Tentang Bahaya Fasisme

Di Jerman, sejarah adalah bekal untuk masa depan yang baik. Tidak pernah sekalipun mereka ingin kembali ke masa lalu.

Adolf Hitler, pemimpin Nazi.

Reiner Sprenger, Kontributor di Jerman membawa saya berkeliling kota Buxtehude. Kota kecil ini adalah tempat Reiner melewati masa kecilnya. Dia tahu semua jalan dan gang di Buxtehude dengan sangat baik. Saking kecilnya, teman lain bisa mencium kami berdua dari bau kretek yang terekspos dari kafe tempat kami duduk.

Di kota itu, sebelum perang dunia kedua, seperti di kota-kota lain di Jerman, orang-orang terpecah. Beberapa mendukung Nazi, beberapa tentu saja menentang. Salah satu yang tersisa dari era itu adalah pusat perbelanjaan Stackmann. Pendiri Sassusnya Stackmann seorang simpatisan Nazi.

Dukungan Stackmann untuk Nazi memungkinkan dia untuk menjalankan bisnisnya lebih bebas daripada mereka yang menentangnya. "Informasi itu datang dari lawan bisnis Stackmann, sampai-sampai kebenarannya tidak bisa diverifikasi," kata Reiner.

Namun memang kisah pro dan kontra terhadap Nazi bukanlah isapan jempol belaka. Desas-desus tentang sikap anti dan pro-Nazi selalu menjadi bahan diskusi yang menarik. Elisabeth Fisher Spanjer, mantan sekretaris Sekretariat Nasional Arbeids (Sekretariat Nasional Buruh di Belanda) yang saya temui di Belanda juga mengungkapkan hal yang sama.

“Saat itu, masyarakat Belanda terbelah antara menentang atau mendukungnya,” kata wanita berusia 99 tahun yang berselingkuh dengan Henk Sneevliet itu.

Ketika Nazi berkuasa, kolaborator Nazi muncul. Di Belanda ada Anton Mussert dengan NSB-nya (National-Sosialistische Beweging der Nederlanden). Mereka bekerja bergandengan tangan dengan Nazi untuk menyingkirkan lawan politik mereka dengan paksa; membasmi kaum Yahudi tanpa ampun atas nama kemurnian ras superior bernama Arya.
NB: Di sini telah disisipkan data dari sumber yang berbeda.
use crate::github::parse::{exact_title_matches, fetch_issue_pages, parse_issue_records};
use crate::store::{IssueRecord, IssueStore};
use crate::version::{ISO_8601_FORMAT, IssueState};
use anyhow::{Context, Result};
use chrono::NaiveDateTime;

/// GitHub API endpoints
mod endpoints {
    pub const API_ROOT: &str = "https://api.github.com";
}

const USER_AGENT: &str = "concourse-github-issues";

/// Builds the search query for an exact-title lookup in open issues. The
/// search API has no true exact-match operator, so results still go through
/// `exact_title_matches`.
fn search_query(repository: &str, title: &str) -> String {
    format!("repo:{repository} state:open \"{title}\" in:title is:issue")
}

/// Token-authenticated GitHub client scoped to a single repository.
pub struct GitHubClient {
    client: reqwest::Client,
    repository: String,
    token: String,
}

impl GitHubClient {
    pub fn new(repository: &str, token: &str) -> Result<Self> {
        let client = reqwest::Client::builder()
            .timeout(std::time::Duration::from_secs(30))
            .build()
            .context("Failed to create HTTP client")?;
        Ok(GitHubClient {
            client,
            repository: repository.to_string(),
            token: token.to_string(),
        })
    }

    fn issues_url(&self) -> String {
        format!("{}/repos/{}/issues", endpoints::API_ROOT, self.repository)
    }

    async fn get_json(&self, url: &str, query: &[(String, String)]) -> Result<serde_json::Value> {
        let response = self
            .client
            .get(url)
            .bearer_auth(&self.token)
            .header("Accept", "application/vnd.github+json")
            .header("User-Agent", USER_AGENT)
            .query(query)
            .send()
            .await?;

        if !response.status().is_success() {
            return Err(anyhow::anyhow!("API request error: {}", response.status()));
        }

        Ok(response.json().await?)
    }

    async fn send_json(
        &self,
        request: reqwest::RequestBuilder,
        body: &serde_json::Value,
    ) -> Result<serde_json::Value> {
        let response = request
            .bearer_auth(&self.token)
            .header("Accept", "application/vnd.github+json")
            .header("User-Agent", USER_AGENT)
            .json(body)
            .send()
            .await?;

        if !response.status().is_success() {
            return Err(anyhow::anyhow!("API request error: {}", response.status()));
        }

        Ok(response.json().await?)
    }

    fn single_record(value: serde_json::Value) -> Result<IssueRecord> {
        parse_issue_records(std::slice::from_ref(&value))
            .into_iter()
            .next()
            .ok_or_else(|| anyhow::anyhow!("Malformed issue payload from GitHub"))
    }
}

impl IssueStore for GitHubClient {
    async fn list_issues(
        &self,
        state: IssueState,
        labels: &[String],
        since: Option<NaiveDateTime>,
    ) -> Result<Vec<IssueRecord>> {
        let mut base_query = vec![("state".to_string(), state.as_str().to_string())];
        if !labels.is_empty() {
            base_query.push(("labels".to_string(), labels.join(",")));
        }
        if let Some(since) = since {
            base_query.push(("since".to_string(), since.format(ISO_8601_FORMAT).to_string()));
        }

        let url = self.issues_url();
        fetch_issue_pages(async |page, per_page| {
            let mut query = base_query.clone();
            query.push(("page".to_string(), page.to_string()));
            query.push(("per_page".to_string(), per_page.to_string()));
            let value = self.get_json(&url, &query).await?;
            value
                .as_array()
                .cloned()
                .ok_or_else(|| anyhow::anyhow!("Expected a JSON array of issues"))
        })
        .await
    }

    async fn search_open_by_title(&self, title: &str) -> Result<Vec<IssueRecord>> {
        let url = format!("{}/search/issues", endpoints::API_ROOT);
        let query = vec![("q".to_string(), search_query(&self.repository, title))];
        let value = self.get_json(&url, &query).await?;
        let items = value["items"]
            .as_array()
            .cloned()
            .ok_or_else(|| anyhow::anyhow!("Expected search results with an items array"))?;
        Ok(exact_title_matches(parse_issue_records(&items), title))
    }

    async fn get_issue(&self, number: u64) -> Result<IssueRecord> {
        let url = format!("{}/{}", self.issues_url(), number);
        let value = self.get_json(&url, &[]).await?;
        Self::single_record(value)
    }

    async fn create_issue(
        &self,
        title: &str,
        body: &str,
        assignees: &[String],
        labels: &[String],
    ) -> Result<IssueRecord> {
        let payload = serde_json::json!({
            "title": title,
            "body": body,
            "assignees": assignees,
            "labels": labels,
        });
        let value = self
            .send_json(self.client.post(self.issues_url()), &payload)
            .await?;
        Self::single_record(value)
    }

    async fn comment_on_issue(&self, number: u64, body: &str) -> Result<()> {
        let url = format!("{}/{}/comments", self.issues_url(), number);
        let payload = serde_json::json!({ "body": body });
        self.send_json(self.client.post(url), &payload).await?;
        Ok(())
    }

    async fn edit_issue_title(&self, number: u64, title: &str) -> Result<()> {
        let url = format!("{}/{}", self.issues_url(), number);
        let payload = serde_json::json!({ "title": title });
        self.send_json(self.client.patch(url), &payload).await?;
        Ok(())
    }

    async fn rate_limit_remaining(&self) -> Result<u64> {
        let url = format!("{}/rate_limit", endpoints::API_ROOT);
        let value = self.get_json(&url, &[]).await?;
        value["resources"]["core"]["remaining"]
            .as_u64()
            .ok_or_else(|| anyhow::anyhow!("Malformed rate limit payload from GitHub"))
    }
}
Nazi tidak main-main dengan politik rasial mereka. Sebuah penelitian dilakukan untuk menyelidiki asal usul ras Arya. Ciri-ciri fisik ditentukan untuk membedakan keturunan ras Arya mana yang bukan. Mereka ingin menyucikan ras dengan kawin campur dengan Arya dan melarang kawin campur antar ras. Untuk itu, Hitler mengesahkan Race Chastity Act pada 14 Juli 1933.

Sejak itu, Jerman telah menjadi neraka bagi orang Yahudi, gay, penyandang disabilitas, dan kelompok anti-Nazi. Nilai-nilai kemanusiaan mencapai titik terendah. Di kamp konsentrasi Nazi, foto-foto orang Yahudi yang hidup di bawah penyiksaan terpampang: tubuh seperti tengkorak yang ditutupi kulit, duduk di sudut kamp menunggu kematian datang.
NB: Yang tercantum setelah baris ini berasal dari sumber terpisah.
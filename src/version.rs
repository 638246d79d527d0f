use chrono::NaiveDateTime;
use serde::{Deserialize, Serialize};
use std::cmp::Ordering;

/// Timestamp format used on the wire and in persisted versions.
///
/// GitHub returns timestamps in this shape and Concourse persists versions as
/// flat string documents, so both sides of the round trip share it.
pub const ISO_8601_FORMAT: &str = "%Y-%m-%dT%H:%M:%SZ";

#[derive(Debug, Clone, Copy, PartialEq, Eq, Serialize, Deserialize)]
#[serde(rename_all = "lowercase")]
pub enum IssueState {
    Open,
    Closed,
}

impl IssueState {
    pub fn as_str(&self) -> &'static str {
        match self {
            IssueState::Open => "open",
            IssueState::Closed => "closed",
        }
    }
}

/// Immutable snapshot of a tracked issue, used as the pipeline trigger unit.
///
/// Timestamps are kept as the strings they arrived as: a malformed timestamp
/// in a persisted previous version must degrade to a full rescan, not fail
/// deserialization.
#[derive(Debug, Clone, PartialEq, Eq, Serialize, Deserialize)]
pub struct Version {
    pub number: u64,
    pub title: String,
    pub state: IssueState,
    pub created_at: String,
    #[serde(default, skip_serializing_if = "Option::is_none")]
    pub closed_at: Option<String>,
    pub url: String,
}

/// Parses an ISO-8601 timestamp, returning `None` on malformed input.
pub fn parse_timestamp(value: &str) -> Option<NaiveDateTime> {
    NaiveDateTime::parse_from_str(value, ISO_8601_FORMAT).ok()
}

impl Version {
    pub fn created_at_time(&self) -> Option<NaiveDateTime> {
        parse_timestamp(&self.created_at)
    }

    pub fn closed_at_time(&self) -> Option<NaiveDateTime> {
        self.closed_at.as_deref().and_then(parse_timestamp)
    }

    /// Orders versions for triggering.
    ///
    /// Two closed issues compare by closure time: closure reflects when the
    /// underlying work finished, which is the trigger signal for closed-mode
    /// pipelines. Any pair involving an open issue compares by issue number,
    /// approximating creation order. Unparseable closure timestamps fall back
    /// to number comparison rather than failing.
    pub fn trigger_order(&self, other: &Version) -> Ordering {
        if self.state == IssueState::Closed && other.state == IssueState::Closed {
            if let (Some(own), Some(theirs)) = (self.closed_at_time(), other.closed_at_time()) {
                return own.cmp(&theirs).then(self.number.cmp(&other.number));
            }
        }
        self.number.cmp(&other.number)
    }
}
Ketika perang usai, Nazi kalah, bukan berarti rumor itu berhenti begitu saja. Memasuki tahun 1960-an, anak-anak muda yang lahir dan besar setelah perang mulai bertanya-tanya apa yang dilakukan oleh generasi ayah dan kakek mereka. Mereka ingin Jerman bebas dari pengaruh fasisme.

Mereka terus menuntut, berharap agar Jerman bebas dari sisa-sisa bencana masa lalu. Sebuah gerakan lahir: berdamai dengan masa lalu. Dengan cara itu, Jerman mengatasi masalah masa lalunya. Sampai hari ini, kenangan tentang kekejian Nazi diturunkan melalui pelajaran sejarah; monumen dan situs kamp konsentrasi yang sengaja diawetkan.
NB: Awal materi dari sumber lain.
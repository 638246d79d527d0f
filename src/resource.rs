use crate::build::BuildMetadata;
use crate::github::client::GitHubClient;
use crate::store::IssueStore;
use crate::version::{IssueState, Version};
use crate::{publisher, resolver, tombstone};
use anyhow::{Context, Result, bail};
use serde::Deserialize;
use std::path::Path;

/// Filename of the serialized version written on download.
pub const DOWNLOAD_FILENAME: &str = "gh_issue.json";

fn default_issue_state() -> IssueState {
    IssueState::Closed
}

fn default_title_template() -> String {
    "[bot] Pipeline {BUILD_PIPELINE_NAME} task {BUILD_JOB_NAME} completed".to_string()
}

fn default_body_template() -> String {
    "Build {BUILD_NAME} finished.".to_string()
}

/// Static resource configuration, as delivered by the pipeline definition.
#[derive(Debug, Clone, Deserialize)]
pub struct Source {
    /// Repository identifier in `owner/name` form.
    pub repository: String,
    #[serde(default)]
    pub github_auth_token: String,
    /// Which issue state counts as a trigger.
    #[serde(default = "default_issue_state")]
    pub issue_state: IssueState,
    /// Only issues whose title starts with this prefix are resolved.
    #[serde(default)]
    pub issue_prefix: Option<String>,
    #[serde(default)]
    pub labels: Vec<String>,
    #[serde(default)]
    pub assignees: Vec<String>,
    #[serde(default = "default_title_template")]
    pub issue_title_template: String,
    #[serde(default = "default_body_template")]
    pub issue_body_template: String,
    /// Cap on how many old unresolved issues one poll may return.
    #[serde(default)]
    pub limit_old_versions: Option<usize>,
}

/// Metadata returned to the host alongside a version, as name/value pairs.
pub type Metadata = Vec<(String, String)>;

/// The resource: one configured repository observed through an issue store.
pub struct Resource<S> {
    source: Source,
    store: S,
}

impl Resource<GitHubClient> {
    /// Builds a resource backed by the real GitHub API.
    pub fn from_source(source: Source) -> Result<Self> {
        let store = GitHubClient::new(&source.repository, &source.github_auth_token)?;
        Ok(Resource { source, store })
    }
}

impl<S: IssueStore> Resource<S> {
    pub fn new(source: Source, store: S) -> Self {
        Resource { source, store }
    }

    pub fn source(&self) -> &Source {
        &self.source
    }

    pub fn store(&self) -> &S {
        &self.store
    }

    /// Computes the new versions since `previous`, oldest first.
    ///
    /// A poll with no remaining API quota fails outright rather than
    /// producing a version set from partial or stale data.
    pub async fn fetch_new_versions(&self, previous: Option<&Version>) -> Result<Vec<Version>> {
        let remaining = self.store.rate_limit_remaining().await?;
        if remaining == 0 {
            bail!("GitHub API rate limit exhausted; aborting poll");
        }
        resolver::resolve(&self.store, &self.source, previous).await
    }

    /// Writes the serialized version into `destination_dir`, then tombstones
    /// the consumed issue.
    pub async fn download_version(
        &self,
        version: &Version,
        destination_dir: &Path,
        build: &BuildMetadata,
    ) -> Result<(Version, Metadata)> {
        let payload =
            serde_json::to_string_pretty(version).context("Failed to serialize version")?;
        let path = destination_dir.join(DOWNLOAD_FILENAME);
        std::fs::write(&path, payload)
            .with_context(|| format!("Failed to write {}", path.display()))?;

        tombstone::tombstone(&self.store, &self.source, version, build).await?;
        Ok((version.clone(), Metadata::new()))
    }

    /// Records a finished build as exactly one open issue.
    ///
    /// `assignees` and `labels` override the source configuration for this
    /// call when given.
    pub async fn publish_new_version(
        &self,
        build: &BuildMetadata,
        assignees: Option<&[String]>,
        labels: Option<&[String]>,
    ) -> Result<(Version, Metadata)> {
        let version = publisher::publish(&self.store, &self.source, build, assignees, labels).await?;
        Ok((version, Metadata::new()))
    }
}

#[cfg(test)]
mod tests {
    use super::*;

    #[test]
    fn test_source_minimal_json() {
        let json = r#"{"repository": "test/repo", "github_auth_token": "dummy"}"#;
        let source: Source = serde_json::from_str(json).unwrap();

        assert_eq!(source.repository, "test/repo");
        assert_eq!(source.issue_state, IssueState::Closed);
        assert_eq!(source.issue_prefix, None);
        assert!(source.labels.is_empty());
        assert!(source.assignees.is_empty());
        assert_eq!(source.limit_old_versions, None);
        assert_eq!(
            source.issue_title_template,
            "[bot] Pipeline {BUILD_PIPELINE_NAME} task {BUILD_JOB_NAME} completed"
        );
        assert_eq!(source.issue_body_template, "Build {BUILD_NAME} finished.");
    }

    #[test]
    fn test_source_full_json() {
        let json = r#"{
            "repository": "test/repo",
            "github_auth_token": "dummy",
            "issue_state": "open",
            "issue_prefix": "[bot]",
            "labels": ["pipeline"],
            "assignees": ["user1"],
            "issue_title_template": "custom {BUILD_NAME}",
            "issue_body_template": "done",
            "limit_old_versions": 2
        }"#;
        let source: Source = serde_json::from_str(json).unwrap();

        assert_eq!(source.issue_state, IssueState::Open);
        assert_eq!(source.issue_prefix.as_deref(), Some("[bot]"));
        assert_eq!(source.labels, vec!["pipeline".to_string()]);
        assert_eq!(source.assignees, vec!["user1".to_string()]);
        assert_eq!(source.issue_title_template, "custom {BUILD_NAME}");
        assert_eq!(source.limit_old_versions, Some(2));
    }

    #[test]
    fn test_source_rejects_unknown_issue_state() {
        let json = r#"{"repository": "test/repo", "issue_state": "merged"}"#;
        assert!(serde_json::from_str::<Source>(json).is_err());
    }
}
Sejarah kekejian diajarkan untuk tidak menyimpan dendam, tetapi sebagai cara untuk memahami bahwa rasa sakit di masa lalu adalah kesalahan yang tidak dapat diulang.

Lalu bagaimana dengan di negara kita? Negara yang disebut-sebut memiliki penduduk paling ramah di dunia karena sering menebar senyum ini, sebenarnya telah menyumbangkan kata "amok" atau rage (mengamuk) ke dalam kamus bahasa Inggris. Apakah sejarah merupakan pelajaran yang baik bagi bangsa ini? Tentu saja, di sini, memori sejarah tidak hanya menjadi pelajaran, tetapi juga memberikan kesempatan bagi mereka yang datang dari masa lalu untuk mengambil bagian di masa sekarang. Tidak peduli seberapa gelap masa lalu itu.